Hodayi Şir-i Hace Lisan ül Gayb, Tercüman ül Esrar, Esrar-ı Pir / Güzin Osmancık

Ne kadar ilginçtir ki yüzde sekseni çöl olan göçebe bir halkın yaşadığı bu topraklardan böylesine büyük şairler çıksın. İran erkeklerinin belki de bir geleneğidir bu. Yazdıkları aşk mektuplarına mutlaka bir şiir eklemek, ne çok şair yetişmiş bu iklimde. Şiir onların kanına işlemiş bir edebiyat tarzı. Belki toprağından, havasından veya suyundandır. Belki de İran halkının hassas ve içsel duygularının çok yüksek olmasındandır.

Bugün yine gezginiz.  Gezgin gezen değil, kendini arayanmış.  “Hiçbir şey zekayı seyahat etmek kadar geliştiremez” der Émile Zola. “Ne kadar uzağa gidersen o kadar kendine yaklaşırsın” demiş şair. Belki de bundandır uzak diyarlara gidişimiz. Sabahın ilk ışıkları ile koyulduk yine yollara.

 İlk durağımız Şiraz. İran kültürünün unutulmaz şehri Şiraz. Fars bölgesinin en büyük şehirlerinden, güller ve şairler şehri diyorlar buraya.  Aynı zamanda İran’ın kültür başkenti.

 Geldiğimiz bu yer Rüknabad Deresi’nin olduğu mesire yeri. Burası ünü İran’ın sınırlarını aşan şair Hafız-ı Şirazi’nin kabrinin olduğu yer. (1390)

 Asıl adı Hace Şemseddin Muhammed’ olan şairi herkes Hafız mahlası ile tanır.

Çok sevdiği için buraya gömülmek istemiş. Çiçekler içinde servi ağaçları, ağaçlarda şakıyan kuşları ile insana öylesine huzur veriyor ki bu bahçe.

Hafız’ın Rüknebat ırmağının olduğu mesire yerini sevmesi sebepsiz değildir. 

O, bir zamanlar Şah Nebat adında bir kıza delicesine tutkundur. Büyük aşkı ile buluştuğu, ona aşk şiirleri söylediği yerdir burası. Ama hikâye hep aynıdır. Aile baskısı yüzünden bir türlü kavuşamazlar.  Ve bu imkânsız aşkı sebebi ile şiire sarılır.

Belki de onu bu kadar ünlü bir şair yapan şey kavuşamadığı aşkının verdiği acıdır.

“Öyle bir aşk derdi çektim ki sorma,
Öyle bir hicran zehri tattım ki sorma

Dolaştım dünyayı da sonunda öyle bir dilber seçtim ki sorma.
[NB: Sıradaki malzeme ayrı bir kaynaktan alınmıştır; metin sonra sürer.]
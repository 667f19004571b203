#![allow(missing_docs)]
#[allow(clippy::derive_partial_eq_without_eq)]
#[derive(Clone, PartialEq, ::prost::Message)]
pub struct PublicKeyShare {
    #[prost(bytes = "vec", tag = "1")]
    pub p0_share: ::prost::alloc::vec::Vec<u8>,
    #[prost(bytes = "vec", tag = "2")]
    pub crp: ::prost::alloc::vec::Vec<u8>,
    /// 1 for the lead party, 2 for a participant.
    #[prost(uint32, tag = "3")]
    pub role: u32,
}
#[allow(clippy::derive_partial_eq_without_eq)]
#[derive(Clone, PartialEq, ::prost::Message)]
pub struct DecryptionShare {
    /// 1 for the lead party, 2 for a participant.
    #[prost(uint32, tag = "1")]
    pub role: u32,
    #[prost(bytes = "vec", tag = "2")]
    pub h_share: ::prost::alloc::vec::Vec<u8>,
}
#[allow(clippy::derive_partial_eq_without_eq)]
#[derive(Clone, PartialEq, ::prost::Message)]
pub struct MaskedDecryptionShare {
    #[prost(bytes = "vec", tag = "1")]
    pub h_share: ::prost::alloc::vec::Vec<u8>,
}
#[allow(clippy::derive_partial_eq_without_eq)]
#[derive(Clone, PartialEq, ::prost::Message)]
pub struct EncryptionShare {
    #[prost(bytes = "vec", tag = "1")]
    pub share: ::prost::alloc::vec::Vec<u8>,
    #[prost(bytes = "vec", tag = "2")]
    pub crp: ::prost::alloc::vec::Vec<u8>,
}
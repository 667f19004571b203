//! Ciphertext type in the BFV encryption scheme.

use crate::bfv::{parameters::BfvParameters, traits::TryConvertFrom};
use crate::proto::bfv::Ciphertext as CiphertextProto;
use crate::{Error, Result};
use mpbfv_math::rq::{Poly, Representation};
use mpbfv_traits::{
    DeserializeParametrized, DeserializeWithContext, FheCiphertext, FheParametrized, Serialize,
};
use prost::Message;
use std::sync::Arc;

/// A ciphertext encrypting a plaintext.
#[derive(Debug, Clone, PartialEq, Eq)]
pub struct Ciphertext {
    /// The parameters of the underlying BFV encryption scheme.
    pub(crate) par: Arc<BfvParameters>,

    /// The ciphertext elements.
    pub c: Vec<Poly>,

    /// The number of multiplications on the longest path that produced this
    /// ciphertext.
    pub depth: usize,
}

impl Ciphertext {
    /// Create a ciphertext from a vector of polynomials.
    /// A ciphertext must contain at least two polynomials, and all polynomials
    /// must be in Ntt representation and with the same context.
    pub fn new(c: Vec<Poly>, par: &Arc<BfvParameters>) -> Result<Self> {
        if c.len() < 2 {
            return Err(Error::TooFewValues(c.len(), 2));
        }

        // Check that all polynomials have the expected representation and context.
        for ci in c.iter() {
            if ci.representation() != &Representation::Ntt {
                return Err(Error::MathError(
                    mpbfv_math::Error::IncorrectRepresentation(
                        *ci.representation(),
                        Representation::Ntt,
                    ),
                ));
            }
            if ci.ctx() != &par.ctx {
                return Err(Error::MathError(mpbfv_math::Error::InvalidContext));
            }
        }

        Ok(Self {
            par: par.clone(),
            c,
            depth: 0,
        })
    }

    /// Get the i-th polynomial of the ciphertext.
    pub fn get(&self, i: usize) -> Option<&Poly> {
        self.c.get(i)
    }

    /// Returns the multiplicative depth of the ciphertext.
    pub const fn depth(&self) -> usize {
        self.depth
    }

    /// Returns the parameters of the ciphertext.
    pub fn parameters(&self) -> &Arc<BfvParameters> {
        &self.par
    }
}

impl FheCiphertext for Ciphertext {}

impl FheParametrized for Ciphertext {
    type Parameters = BfvParameters;
}

impl Serialize for Ciphertext {
    fn to_bytes(&self) -> Vec<u8> {
        CiphertextProto::from(self).encode_to_vec()
    }
}

impl DeserializeParametrized for Ciphertext {
    fn from_bytes(bytes: &[u8], par: &Arc<BfvParameters>) -> Result<Self> {
        if let Ok(ctp) = Message::decode(bytes) {
            Ciphertext::try_convert_from(&ctp, par)
        } else {
            Err(Error::SerializationError)
        }
    }

    type Error = Error;
}

/// Conversions from and to protobuf.
impl From<&Ciphertext> for CiphertextProto {
    fn from(ct: &Ciphertext) -> Self {
        CiphertextProto {
            c: ct.c.iter().map(|ci| ci.to_bytes()).collect(),
            depth: ct.depth as u32,
        }
    }
}

impl TryConvertFrom<&CiphertextProto> for Ciphertext {
    fn try_convert_from(value: &CiphertextProto, par: &Arc<BfvParameters>) -> Result<Self> {
        if value.c.len() < 2 {
            return Err(Error::DefaultError("Not enough polynomials".to_string()));
        }

        let c = value
            .c
            .iter()
            .map(|cip| Poly::from_bytes(cip, &par.ctx))
            .collect::<std::result::Result<Vec<_>, _>>()?;

        let mut ct = Ciphertext::new(c, par)?;
        ct.depth = value.depth as usize;
        Ok(ct)
    }
}

#[cfg(test)]
mod tests {
    use crate::bfv::{
        traits::TryConvertFrom, BfvParameters, Ciphertext, Encoding, Multiplicator, Plaintext,
        RelinearizationKey, SecretKey,
    };
    use crate::proto::bfv::Ciphertext as CiphertextProto;
    use crate::Error;
    use mpbfv_math::rq::{Poly, Representation};
    use mpbfv_traits::{DeserializeParametrized, FheEncoder, FheEncrypter, Serialize};
    use rand::thread_rng;
    use std::error::Error as StdError;

    #[test]
    fn proto_conversion() -> Result<(), Box<dyn StdError>> {
        let mut rng = thread_rng();
        for params in [
            BfvParameters::default_arc(2, 16),
            BfvParameters::default_arc(4, 16),
        ] {
            let sk = SecretKey::random(&params, &mut rng)?;
            let v = params.plaintext.random_vec(params.degree(), &mut rng);
            let pt = Plaintext::try_encode(&v, Encoding::poly(), &params)?;
            let ct = sk.try_encrypt(&pt, &mut rng)?;
            let ct_proto = CiphertextProto::from(&ct);
            assert_eq!(ct, Ciphertext::try_convert_from(&ct_proto, &params)?);

            let rk = RelinearizationKey::new(&sk, &mut rng)?;
            let ct = Multiplicator::default(&rk)?.multiply(&ct, &ct)?;
            let ct_proto = CiphertextProto::from(&ct);
            assert_eq!(ct_proto.depth, 1);
            assert_eq!(ct, Ciphertext::try_convert_from(&ct_proto, &params)?)
        }
        Ok(())
    }

    #[test]
    fn serialize() -> Result<(), Box<dyn StdError>> {
        let mut rng = thread_rng();
        let params = BfvParameters::default_arc(2, 16);
        let sk = SecretKey::random(&params, &mut rng)?;
        let v = params.plaintext.random_vec(params.degree(), &mut rng);
        let pt = Plaintext::try_encode(&v, Encoding::simd(), &params)?;
        let ct = sk.try_encrypt(&pt, &mut rng)?;
        let bytes = ct.to_bytes();
        assert_eq!(ct, Ciphertext::from_bytes(&bytes, &params)?);

        assert_eq!(
            Ciphertext::from_bytes(&[0xff, 0xff], &params),
            Err(Error::SerializationError)
        );
        Ok(())
    }

    #[test]
    fn new() -> Result<(), Box<dyn StdError>> {
        let mut rng = thread_rng();
        let params = BfvParameters::default_arc(2, 16);
        let other = BfvParameters::default_arc(3, 16);

        let p = Poly::random(params.ctx(), Representation::Ntt, &mut rng);
        assert_eq!(
            Ciphertext::new(vec![p.clone()], &params),
            Err(Error::TooFewValues(1, 2))
        );

        let q = p.to_representation(Representation::PowerBasis);
        assert!(Ciphertext::new(vec![p.clone(), q], &params).is_err());

        let r = Poly::random(other.ctx(), Representation::Ntt, &mut rng);
        assert!(Ciphertext::new(vec![p.clone(), r], &params).is_err());

        let ct = Ciphertext::new(vec![p.clone(), p.clone()], &params)?;
        assert_eq!(ct.depth(), 0);
        assert_eq!(ct.get(0), Some(&p));
        assert_eq!(ct.get(2), None);
        Ok(())
    }
}
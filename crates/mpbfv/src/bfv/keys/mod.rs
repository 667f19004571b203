//! Keys for the BFV encryption scheme

mod evaluation_key;
mod galois_key;
mod key_switching_key;
mod public_key;
mod relinearization_key;
mod secret_key;

pub use evaluation_key::EvaluationKey;
pub use galois_key::GaloisKey;
pub use key_switching_key::KeySwitchingKey;
pub use public_key::PublicKey;
pub use relinearization_key::RelinearizationKey;
pub use secret_key::SecretKey;
#![warn(missing_docs, unused_imports)]

//! Residue-Number System operations.

use crate::{zq::Modulus, Error, Result};
use itertools::izip;
use ndarray::ArrayView1;
use num_bigint::BigUint;
use num_traits::{One, Zero};
use std::fmt::Debug;

/// Context for a Residue Number System.
#[derive(Default, Clone, PartialEq, Eq)]
pub struct RnsContext {
    moduli_u64: Box<[u64]>,
    garner: Box<[BigUint]>,
    product: BigUint,
}

impl Debug for RnsContext {
    fn fmt(&self, f: &mut std::fmt::Formatter<'_>) -> std::fmt::Result {
        f.debug_struct("RnsContext")
            .field("moduli_u64", &self.moduli_u64)
            .field("product", &self.product)
            .finish()
    }
}

impl RnsContext {
    /// Create a RNS context from a list of moduli.
    ///
    /// Returns an error if the list is empty, or if the moduli are not
    /// pairwise coprime.
    pub fn new(moduli_u64: &[u64]) -> Result<Self> {
        if moduli_u64.is_empty() {
            return Err(Error::Default("The list of moduli is empty".to_string()));
        }

        let moduli = moduli_u64
            .iter()
            .map(|qi| Modulus::new(*qi))
            .collect::<Result<Vec<_>>>()?;

        let product = moduli_u64
            .iter()
            .fold(BigUint::one(), |acc, qi| acc * *qi);

        let mut garner = Vec::with_capacity(moduli.len());
        for qi in &moduli {
            let q_star_i = &product / qi.modulus();
            let q_star_i_mod_qi = (&q_star_i % qi.modulus())
                .iter_u64_digits()
                .next()
                .unwrap_or(0);
            let q_tilde_i = qi.inv(q_star_i_mod_qi).ok_or_else(|| {
                Error::Default("The moduli are not pairwise coprime".to_string())
            })?;
            garner.push(&q_star_i * q_tilde_i);
        }

        Ok(Self {
            moduli_u64: moduli_u64.to_owned().into_boxed_slice(),
            garner: garner.into_boxed_slice(),
            product,
        })
    }

    /// Returns the product of the moduli used when creating the RNS context.
    pub const fn modulus(&self) -> &BigUint {
        &self.product
    }

    /// Returns the moduli of the RNS context.
    pub fn moduli(&self) -> &[u64] {
        &self.moduli_u64
    }

    /// Project a BigUint into its rests.
    pub fn project(&self, a: &BigUint) -> Vec<u64> {
        self.moduli_u64
            .iter()
            .map(|qi| (a % *qi).iter_u64_digits().next().unwrap_or(0))
            .collect()
    }

    /// Lift rests into a BigUint in [0, product).
    ///
    /// Aborts if the number of rests is different than the number of moduli in
    /// debug mode.
    pub fn lift(&self, rests: ArrayView1<u64>) -> BigUint {
        debug_assert_eq!(rests.len(), self.moduli_u64.len());

        let mut result = BigUint::zero();
        for (r, garner) in izip!(rests.iter(), self.garner.iter()) {
            result += garner * *r;
        }
        result % &self.product
    }

    /// Getter for the i-th garner coefficient.
    pub fn get_garner(&self, i: usize) -> Option<&BigUint> {
        self.garner.get(i)
    }
}

/// Scaling factor when performing a RNS scaling.
#[derive(Debug, Clone, PartialEq, Eq)]
pub struct ScalingFactor {
    pub(crate) numerator: BigUint,
    pub(crate) denominator: BigUint,
    pub(crate) is_one: bool,
}

impl ScalingFactor {
    /// Create a new scaling factor. Aborts if the denominator is 0.
    pub fn new(numerator: &BigUint, denominator: &BigUint) -> Self {
        assert_ne!(denominator, &BigUint::zero());
        Self {
            numerator: numerator.clone(),
            denominator: denominator.clone(),
            is_one: numerator == denominator,
        }
    }

    /// Returns the identity element of `Self`.
    pub fn one() -> Self {
        Self {
            numerator: BigUint::one(),
            denominator: BigUint::one(),
            is_one: true,
        }
    }

    /// Round `x * numerator / denominator` to the nearest integer, rounding
    /// halves away from zero.
    pub(crate) fn scale_and_round(&self, x: &BigUint) -> BigUint {
        if self.is_one {
            x.clone()
        } else {
            let numerator: BigUint = (x * &self.numerator) << 1;
            (numerator + &self.denominator) / (&self.denominator << 1)
        }
    }
}

#[cfg(test)]
mod tests {
    use super::{RnsContext, ScalingFactor};
    use ndarray::ArrayView1;
    use num_bigint::BigUint;
    use rand::{thread_rng, RngCore};

    #[test]
    fn constructor() {
        assert!(RnsContext::new(&[2]).is_ok());
        assert!(RnsContext::new(&[2, 3]).is_ok());
        assert!(RnsContext::new(&[4, 15, 1153]).is_ok());

        assert!(RnsContext::new(&[]).is_err());
        assert!(RnsContext::new(&[2, 4]).is_err());
        assert!(RnsContext::new(&[2, 3, 5, 30]).is_err());
    }

    #[test]
    fn modulus() {
        let rns = RnsContext::new(&[2, 3, 5]).unwrap();
        assert_eq!(rns.modulus(), &BigUint::from(30u64));
        assert_eq!(rns.moduli(), &[2, 3, 5]);
    }

    #[test]
    fn project_lift() {
        let mut rng = thread_rng();
        let moduli = [4611686018326724609u64, 4611686018309947393, 4611686018282684417];
        let rns = RnsContext::new(&moduli).unwrap();
        for _ in 0..100 {
            let mut bytes = [0u8; 23];
            rng.fill_bytes(&mut bytes);
            let a = BigUint::from_bytes_le(&bytes);
            let rests = rns.project(&a);
            assert_eq!(rns.lift(ArrayView1::from(&rests)), a);
        }
    }

    #[test]
    fn scaling_factor_rounds() {
        let f = ScalingFactor::new(&BigUint::from(1u64), &BigUint::from(4u64));
        assert_eq!(f.scale_and_round(&BigUint::from(5u64)), BigUint::from(1u64));
        assert_eq!(f.scale_and_round(&BigUint::from(6u64)), BigUint::from(2u64));
        assert_eq!(f.scale_and_round(&BigUint::from(7u64)), BigUint::from(2u64));
        assert!(ScalingFactor::one().is_one);
    }
}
Kapısının toprağının arzusuyla

Gözlerim den öyle yaşlar akıyor ki sorma.

 Sensiz kendi yoksul kulübemde öyle çileler çektim ki sorma.”

Böyle mısralara döker çektiği aşk acısını. O öylesine aşkın pençesine düşmüştür ki uzaklara giden sevgilinin ardından kendini Baba Kohi Türbesine kapatıp 40 gün itikâfa girip hayat ile bütün bağlarını koparır.

“Bugün senin elindeyim merhamet et
Yarın toprak olunca pişmanlık gözyaşı ne fayda.
Namazda kaşının kıvrımı aklıma geldi
Öyle bir hal oldu ki, mihrab feryada geldi.”

40.  günün sonunda itikâfta kaldığı türbeden çıkar.  Divan edebiyatında itikâfa girdiği yer Külbe-i Ahsezan olarak geçer veya Beytül Hazen (hüzün evi). Artık oradan çıktığında çok farklıdır. Bu süre zarfında Allah’a yöneliş başlar. Dünyevi aşkı uhrevi aşka dönüşür.

“Sakın ümitsiz olma! Gaybın sırrına vakıf değilsin.
Perdenin arkasında gizli oyunlar var, oyuna üzülme.
Gönlüm yokluk seli, varlığımın temelini kökünden yıkıp götürse de
Madem ki kaptanım Nuh’tur. Dert etme tufanı, üzülme.”

 Derin bir fıkıh ve kelam ilmine sahiptir. Hayatını İslâmi kurallar doğrultusun da yaşar. Okulda diğer talebelerden farklı bir zekaya sahip olduğu için hemen fark edilir. Zamanla yazdığı şiirler beğenilir ve en çok okunan şair olur. İran halkı şiire karşı çok duyarlıdır, şiir onların hayatlarının bir parçasıdır. Hafız-ı Şirazi şiirlerinde hüznü, sevinci sevgiyi, umutsuzluğu öylesine güzel anlatır ki okuyan herkes kendi hayatından bir parça bulur. Şiirleri onun iç dünyasının dışa akışıdır, aynı zamanda vermek istediği mesajıdır.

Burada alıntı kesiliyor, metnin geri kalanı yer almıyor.